> _Stored items_:

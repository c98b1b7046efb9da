//! Application state for the API server

use std::sync::Arc;

use cprhub_auth::{AuthConfig, AuthService};
use cprhub_core::error::CprResult;
use cprhub_core::models::configuration::{BillingSettings, PayrollRates};
use cprhub_core::repository::ConfigurationRepository;
use cprhub_db::repository::{
    SurrealAvailabilityRepository, SurrealConfigurationRepository, SurrealCourseRequestRepository,
    SurrealCourseStudentRepository, SurrealCourseTypeRepository, SurrealInvoiceRepository,
    SurrealOrganizationRepository, SurrealPaymentRepository, SurrealPaymentRequestRepository,
    SurrealProfileChangeRepository, SurrealTimesheetRepository, SurrealTokenBlacklistRepository,
    SurrealUserRepository, SurrealVendorInvoiceRepository,
};
use surrealdb::Surreal;
use surrealdb::engine::any::Any;

pub type Auth = AuthService<SurrealUserRepository<Any>, SurrealTokenBlacklistRepository<Any>>;

/// API server state
#[derive(Clone)]
pub struct AppState {
    pub auth: Arc<Auth>,
    pub users: SurrealUserRepository<Any>,
    pub organizations: SurrealOrganizationRepository<Any>,
    pub course_types: SurrealCourseTypeRepository<Any>,
    pub courses: SurrealCourseRequestRepository<Any>,
    pub students: SurrealCourseStudentRepository<Any>,
    pub availability: SurrealAvailabilityRepository<Any>,
    pub invoices: SurrealInvoiceRepository<Any>,
    pub payments: SurrealPaymentRepository<Any>,
    pub vendor_invoices: SurrealVendorInvoiceRepository<Any>,
    pub timesheets: SurrealTimesheetRepository<Any>,
    pub payment_requests: SurrealPaymentRequestRepository<Any>,
    pub profile_changes: SurrealProfileChangeRepository<Any>,
    pub configuration: SurrealConfigurationRepository<Any>,
    pub version: String,
}

impl AppState {
    /// Build state over a migrated database.
    pub fn new(db: Surreal<Any>, auth_config: AuthConfig) -> Self {
        let users = match &auth_config.pepper {
            Some(pepper) => SurrealUserRepository::with_pepper(db.clone(), pepper.clone()),
            None => SurrealUserRepository::new(db.clone()),
        };
        let auth = AuthService::new(
            users.clone(),
            SurrealTokenBlacklistRepository::new(db.clone()),
            auth_config,
        );

        Self {
            auth: Arc::new(auth),
            users,
            organizations: SurrealOrganizationRepository::new(db.clone()),
            course_types: SurrealCourseTypeRepository::new(db.clone()),
            courses: SurrealCourseRequestRepository::new(db.clone()),
            students: SurrealCourseStudentRepository::new(db.clone()),
            availability: SurrealAvailabilityRepository::new(db.clone()),
            invoices: SurrealInvoiceRepository::new(db.clone()),
            payments: SurrealPaymentRepository::new(db.clone()),
            vendor_invoices: SurrealVendorInvoiceRepository::new(db.clone()),
            timesheets: SurrealTimesheetRepository::new(db.clone()),
            payment_requests: SurrealPaymentRequestRepository::new(db.clone()),
            profile_changes: SurrealProfileChangeRepository::new(db.clone()),
            configuration: SurrealConfigurationRepository::new(db),
            version: env!("CARGO_PKG_VERSION").to_string(),
        }
    }

    pub async fn billing_settings(&self) -> CprResult<BillingSettings> {
        let entries = self.configuration.list(Some("billing".into())).await?;
        Ok(BillingSettings::from_entries(&entries))
    }

    pub async fn payroll_rates(&self) -> CprResult<PayrollRates> {
        let entries = self.configuration.list(Some("payroll".into())).await?;
        Ok(PayrollRates::from_entries(&entries))
    }
}

/// API server configuration
#[derive(Debug, Clone)]
pub struct ApiConfig {
    pub host: String,
    pub port: u16,
    pub enable_cors: bool,
    /// Seconds between blacklist sweeps; `0` disables the task.
    pub blacklist_cleanup_interval_secs: u64,
}

impl Default for ApiConfig {
    fn default() -> Self {
        Self {
            host: "0.0.0.0".to_string(),
            port: 8080,
            enable_cors: false,
            blacklist_cleanup_interval_secs: 3600,
        }
    }
}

> _ASSIGNED TASK_:
Reproduce all of the entries above verbatim.

> _ANSWER FOR THIS EXERCISE_:
repository c98b1b7046efb9da
//! Application state for the API server

use std::sync::Arc;

use cprhub_auth::{AuthConfig, AuthService};
use cprhub_core::error::CprResult;
use cprhub_core::models::configuration::{BillingSettings, PayrollRates};
use cprhub_core::repository::ConfigurationRepository;
use cprhub_db::repository::{
    SurrealAvailabilityRepository, SurrealConfigurationRepository, SurrealCourseRequestRepository,
    SurrealCourseStudentRepository, SurrealCourseTypeRepository, SurrealInvoiceRepository,
    SurrealOrganizationRepository, SurrealPaymentRepository, SurrealPaymentRequestRepository,
    SurrealProfileChangeRepository, SurrealTimesheetRepository, SurrealTokenBlacklistRepository,
    SurrealUserRepository, SurrealVendorInvoiceRepository,
};
use surrealdb::Surreal;
use surrealdb::engine::any::Any;

pub type Auth = AuthService<SurrealUserRepository<Any>, SurrealTokenBlacklistRepository<Any>>;

/// API server state
#[derive(Clone)]
pub struct AppState {
    pub auth: Arc<Auth>,
    pub users: SurrealUserRepository<Any>,
    pub organizations: SurrealOrganizationRepository<Any>,
    pub course_types: SurrealCourseTypeRepository<Any>,
    pub courses: SurrealCourseRequestRepository<Any>,
    pub students: SurrealCourseStudentRepository<Any>,
    pub availability: SurrealAvailabilityRepository<Any>,
    pub invoices: SurrealInvoiceRepository<Any>,
    pub payments: SurrealPaymentRepository<Any>,
    pub vendor_invoices: SurrealVendorInvoiceRepository<Any>,
    pub timesheets: SurrealTimesheetRepository<Any>,
    pub payment_requests: SurrealPaymentRequestRepository<Any>,
    pub profile_changes: SurrealProfileChangeRepository<Any>,
    pub configuration: SurrealConfigurationRepository<Any>,
    pub version: String,
}

impl AppState {
    /// Build state over a migrated database.
    pub fn new(db: Surreal<Any>, auth_config: AuthConfig) -> Self {
        let users = match &auth_config.pepper {
            Some(pepper) => SurrealUserRepository::with_pepper(db.clone(), pepper.clone()),
            None => SurrealUserRepository::new(db.clone()),
        };
        let auth = AuthService::new(
            users.clone(),
            SurrealTokenBlacklistRepository::new(db.clone()),
            auth_config,
        );

        Self {
            auth: Arc::new(auth),
            users,
            organizations: SurrealOrganizationRepository::new(db.clone()),
            course_types: SurrealCourseTypeRepository::new(db.clone()),
            courses: SurrealCourseRequestRepository::new(db.clone()),
            students: SurrealCourseStudentRepository::new(db.clone()),
            availability: SurrealAvailabilityRepository::new(db.clone()),
            invoices: SurrealInvoiceRepository::new(db.clone()),
            payments: SurrealPaymentRepository::new(db.clone()),
            vendor_invoices: SurrealVendorInvoiceRepository::new(db.clone()),
            timesheets: SurrealTimesheetRepository::new(db.clone()),
            payment_requests: SurrealPaymentRequestRepository::new(db.clone()),
            profile_changes: SurrealProfileChangeRepository::new(db.clone()),
            configuration: SurrealConfigurationRepository::new(db),
            version: env!("CARGO_PKG_VERSION").to_string(),
        }
    }

    pub async fn billing_settings(&self) -> CprResult<BillingSettings> {
        let entries = self.configuration.list(Some("billing".into())).await?;
        Ok(BillingSettings::from_entries(&entries))
    }

    pub async fn payroll_rates(&self) -> CprResult<PayrollRates> {
        let entries = self.configuration.list(Some("payroll".into())).await?;
        Ok(PayrollRates::from_entries(&entries))
    }
}

/// API server configuration
#[derive(Debug, Clone)]
pub struct ApiConfig {
    pub host: String,
    pub port: u16,
    pub enable_cors: bool,
    /// Seconds between blacklist sweeps; `0` disables the task.
    pub blacklist_cleanup_interval_secs: u64,
}

impl Default for ApiConfig {
    fn default() -> Self {
        Self {
            host: "0.0.0.0".to_string(),
            port: 8080,
            enable_cors: false,
            blacklist_cleanup_interval_secs: 3600,
        }
    }
}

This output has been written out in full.